The STI You Haven't Heard of: Molluscum contagiosum

In all the discussions about STI’s (Sexually Transmitted Infections) you always hear the same old stuff about the same old infections. Sure, every so often a new one gets thrown into the mix, but then you hear about that one along with the rest of them all the time. Herpes, HIV, HPV/genital warts, Gonorrhea, Syphilis, Chlamydia, Crabs, and Hepatitis all get their moment in the sun. You hear about them in sex ed, read about them in books and in the media, and hear about them in day to day conversation. But there are other STIs that you do not hear about and may not even know anything about.

One such STI is Molluscum contagiosum (MC). Surprising you don’t hear about it considering how contagious it is (did you not get that from the second part of its name?). MC is a viral infection spread through skin to skin contact or via shared items like towels. It’s most prevalent in the immunodeficient (like HIV+, transplant patients, the elderly, etc.), children – which lets face it, their immune systems kind of suck too-, and sexually active adults.

MC forms lesions on the skin which often look like pimples or ingrown hairs to the untrained eye.
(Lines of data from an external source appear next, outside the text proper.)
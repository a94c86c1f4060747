//! Representative-day selection for annual energy system simulation.

pub mod annual;
/// Affinity-propagation clustering and cluster-count search.
pub mod cluster;
pub mod config;
pub mod io;
/// Metric ingest, daily averaging, and group feature assembly.
pub mod metrics;
pub mod pipeline;
pub mod schedule;
pub mod solar;
pub mod weather;

/// Hourly points in the non-leap simulation year.
pub const HOURS_PER_YEAR: usize = 8760;

/// Days in the non-leap simulation year.
pub const DAYS_PER_YEAR: usize = 365;
//! Assignment of the year's incomplete boundary groups to clusters.

use crate::DAYS_PER_YEAR;
use crate::metrics::groups::BoundaryVector;

use super::set::ClusterSet;

/// Cluster homes for the incomplete first/last day-groups and the cluster
/// weights renormalized to cover all 365 days.
#[derive(Debug, Clone)]
pub struct BoundaryAssignment {
    /// Cluster representing day 0.
    pub first_cluster: usize,
    /// Cluster representing the trailing partial group.
    pub last_cluster: usize,
    /// Per-cluster weights including the boundary-day fractions.
    pub adjusted_weights: Vec<f64>,
}

/// Assigns both boundary vectors to their nearest cluster means, measuring
/// distance over defined features only, then recomputes cluster weights
/// with the boundary days folded in as fractional groups.
pub fn assign_boundaries(
    set: &ClusterSet,
    first: &BoundaryVector,
    last: &BoundaryVector,
    ndays: usize,
) -> BoundaryAssignment {
    let first_cluster = nearest_masked(set, first);
    let last_cluster = nearest_masked(set, last);

    let n_group = set.n_groups();
    let first_frac = 1.0 / ndays as f64;
    let last_days = (DAYS_PER_YEAR - n_group * ndays - 1) as f64;
    let last_frac = last_days / ndays as f64;

    let mut sums = vec![0.0; set.n_clusters()];
    for row in &set.partition {
        for (k, &w) in row.iter().enumerate() {
            sums[k] += w;
        }
    }
    sums[first_cluster] += first_frac;
    sums[last_cluster] += last_frac;
    let total = n_group as f64 + first_frac + last_frac;

    BoundaryAssignment {
        first_cluster,
        last_cluster,
        adjusted_weights: sums.iter().map(|&s| s / total).collect(),
    }
}

/// Nearest cluster mean by squared distance over the vector's defined
/// features, first minimum on ties.
fn nearest_masked(set: &ClusterSet, vector: &BoundaryVector) -> usize {
    let mut best = 0;
    let mut best_dist = f64::INFINITY;
    for (k, mean) in set.means.iter().enumerate() {
        let dist: f64 = vector
            .values
            .iter()
            .zip(&vector.defined)
            .zip(mean)
            .filter(|&((_, &defined), _)| defined)
            .map(|((&v, _), &m)| (v - m) * (v - m))
            .sum();
        if dist < best_dist {
            best_dist = dist;
            best = k;
        }
    }
    best
}

#[cfg(test)]
mod tests {
    use super::*;

    fn small_set() -> ClusterSet {
        ClusterSet {
            index: vec![0, 0, 1, 1],
            count: vec![2, 2],
            means: vec![vec![0.0, 0.0], vec![5.0, 5.0]],
            partition: vec![
                vec![1.0, 0.0],
                vec![1.0, 0.0],
                vec![0.0, 1.0],
                vec![0.0, 1.0],
            ],
            exemplars: vec![0, 2],
            weights: vec![0.5, 0.5],
            wcss: 0.0,
            converged: true,
        }
    }

    #[test]
    fn assignment_skips_undefined_features() {
        let set = small_set();
        // Full-vector distance favors cluster 1; the defined feature alone
        // favors cluster 0.
        let first = BoundaryVector {
            values: vec![5.0, 1.0],
            defined: vec![false, true],
        };
        let last = BoundaryVector {
            values: vec![5.0, 5.0],
            defined: vec![true, true],
        };
        let assignment = assign_boundaries(&set, &first, &last, 2);
        assert_eq!(assignment.first_cluster, 0);
        assert_eq!(assignment.last_cluster, 1);
    }

    #[test]
    fn adjusted_weights_fold_in_boundary_fractions() {
        let set = small_set();
        let near_zero = BoundaryVector {
            values: vec![0.0, 0.0],
            defined: vec![true, true],
        };
        let near_five = BoundaryVector {
            values: vec![5.0, 5.0],
            defined: vec![true, true],
        };
        let assignment = assign_boundaries(&set, &near_zero, &near_five, 2);
        // 4 groups of 2 days: first fraction 0.5, trailing fraction
        // (365 - 9) / 2 = 178 groups' worth of days.
        let first_frac = 0.5;
        let last_frac = 178.0;
        let total = 4.0 + first_frac + last_frac;
        assert!((assignment.adjusted_weights[0] - (2.0 + first_frac) / total).abs() < 1e-12);
        assert!((assignment.adjusted_weights[1] - (2.0 + last_frac) / total).abs() < 1e-12);
        let sum: f64 = assignment.adjusted_weights.iter().sum();
        assert!((sum - 1.0).abs() < 1e-12);
    }

    #[test]
    fn shared_boundary_cluster_accumulates_both_fractions() {
        let set = small_set();
        let near_zero = BoundaryVector {
            values: vec![0.1, 0.1],
            defined: vec![true, true],
        };
        let assignment = assign_boundaries(&set, &near_zero, &near_zero, 2);
        assert_eq!(assignment.first_cluster, 0);
        assert_eq!(assignment.last_cluster, 0);
        let total = 4.0 + 0.5 + 178.0;
        assert!((assignment.adjusted_weights[0] - (2.0 + 178.5) / total).abs() < 1e-12);
    }
}
//! CSV export for the per-cluster summary table.

use std::fs::File;
use std::io::{self, Write};
use std::path::Path;

use crate::pipeline::ClusterRow;

/// Column header for the cluster summary CSV.
const HEADER: &str = "cluster,exemplar_group,members,start_day,weight,\
                      adjusted_weight,sim_begin_s,sim_end_s";

/// Exports the cluster summary table to a CSV file at the given path.
///
/// Writes a header row followed by one data row per cluster. Produces
/// deterministic output for identical inputs.
///
/// # Arguments
///
/// * `rows` - Per-cluster summary rows in cluster order
/// * `path` - Output file path
///
/// # Errors
///
/// Returns an `io::Error` if file creation or writing fails.
pub fn export_csv(rows: &[ClusterRow], path: &Path) -> io::Result<()> {
    let file = File::create(path)?;
    let buf = io::BufWriter::new(file);
    write_csv(rows, buf)
}

/// Writes the cluster summary table as CSV to any writer.
///
/// # Arguments
///
/// * `rows` - Per-cluster summary rows in cluster order
/// * `writer` - Destination implementing `Write`
///
/// # Errors
///
/// Returns an `io::Error` if writing fails.
pub fn write_csv(rows: &[ClusterRow], writer: impl Write) -> io::Result<()> {
    let mut wtr = csv::WriterBuilder::new().from_writer(writer);

    // Header
    wtr.write_record(HEADER.split(',').map(str::trim))?;

    // Data rows
    for r in rows {
        wtr.write_record(&[
            r.cluster.to_string(),
            r.exemplar_group.to_string(),
            r.members.to_string(),
            r.start_day.to_string(),
            format!("{:.6}", r.weight),
            format!("{:.6}", r.adjusted_weight),
            r.sim_begin_s.to_string(),
            r.sim_end_s.to_string(),
        ])?;
    }

    wtr.flush()?;
    Ok(())
}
They are shiny red or skin-colored bumps with a little dimple in the center filled with a waxy white substance which actually contains the virus. I’ll leave it up to you to do the Google image search. The bumps often itch, which is how the virus spreads. Scratch scratch scratch and the white stuff gets all spread around to make more bumps. Even worse, now that shaving your genitals is all the rage. One day you think you just have an ingrown hair and the next you have itchy bumps all over your genitals. And if you shave other places with that same razor, you probably just spread them there as well.

MC is no fun! But the good news is that its relatively easy to treat. First, get yourself to a doctor to make sure that is what you have. Then the most common treatments are usually burning the lesions with acid or freezing them with liquid nitrogen. Some doctors will just scrape the white stuff out. If you don’t have a lot of bumps you can try your luck with cleaning the area thoroughly, scraping out the white stuff, and then cleaning the area and your hands/implements used for scratching. If you have a weak immune system though I would recommend against this.
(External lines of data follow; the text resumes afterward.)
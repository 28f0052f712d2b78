//! Single-frequency tone magnitude via the Goertzel recurrence

use std::f32::consts::PI;

/// Amplitude of `freq` within `samples`, normalised so that a full-scale
/// sinusoid at exactly `freq` reads close to 1.0
///
/// The target frequency is used directly (no rounding to a DFT bin), which
/// keeps short windows usable for the 1100/1300 Hz VIS pair.
pub fn goertzel(samples: &[f32], freq: f32, sample_rate: f32) -> f32 {
    let n = samples.len();
    if n == 0 || sample_rate <= 0.0 {
        return 0.0;
    }

    let omega = 2.0 * PI * freq / sample_rate;
    let coeff = 2.0 * omega.cos();

    let mut q1 = 0.0f32;
    let mut q2 = 0.0f32;

    for &sample in samples {
        let q0 = coeff * q1 - q2 + sample;
        q2 = q1;
        q1 = q0;
    }

    let real = q1 - q2 * omega.cos();
    let imag = q2 * omega.sin();
    let magnitude = (real * real + imag * imag).sqrt();

    2.0 * magnitude / n as f32
}

/// Fraction of the window's signal amplitude found at `freq`
///
/// The Goertzel amplitude divided by the amplitude of a sinusoid carrying the
/// window's mean power. A clean tone at `freq` reads close to 1.0 at any
/// level; silence reads 0.
pub fn tone_share(samples: &[f32], freq: f32, sample_rate: f32) -> f32 {
    if samples.is_empty() {
        return 0.0;
    }

    let power = samples.iter().map(|s| s * s).sum::<f32>() / samples.len() as f32;
    if power <= 0.0 {
        return 0.0;
    }

    goertzel(samples, freq, sample_rate) / (2.0 * power).sqrt()
}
The other option is to just let the virus run its course. This can take up to 2 years. But seriously, who the heck wants to do that? You could infect all kinds of people and that shit itches.

The great news is that once the lesions are gone, the virus is gone. It does not hide in your body like herpes or HPV. However, just because you had it once, does not mean you can’t catch it again. If your partner still has it you could pass it back and forth to each other for eternity – and condoms aren’t going to do any good. So make sure everyone gets treated and you wash all of your towels, clothes, and sheets. And give yourself a couple weeks after the disappearance of the lesions to declare yourself MC free.

How can you protect yourself against MC? Well, really its not all that easy. If your partner has it, or someone else in your household has it (and you share towels) there is a very good chance that you will also get it. You can decrease your risks by using condoms (the female condom is actually the best for this as it covers the vulva), dental dams, and gloves. And of course, if you see something abnormal on your or your partners’ bodies then do not have sex.

2 comments to The STI You Haven’t Heard of: Molluscum contagiosum

  • Ugh, I remember this from when my kids used to have swimming classes at primary school.

    We worked out that it was actually spread by the armbands and rubber rings that the non-swimmers shared because of where the spots were sited. They tended to start around the kids arms or their waists. We think what happened was that the plastic of the ring rubbing against infected areas, broke the pustule spreading the white gunk onto the plastic and then passing it on to the next child to wear that item. Needless to say, we all ensured that our kids had their own equipment to try to halt the spread.

    I guess, because we never caught it here, Id not actually thought about it spreading to adults and then being passed on during similarly energetic activities…

    Really interesting post!

  • Posts like this keep me coming back for more!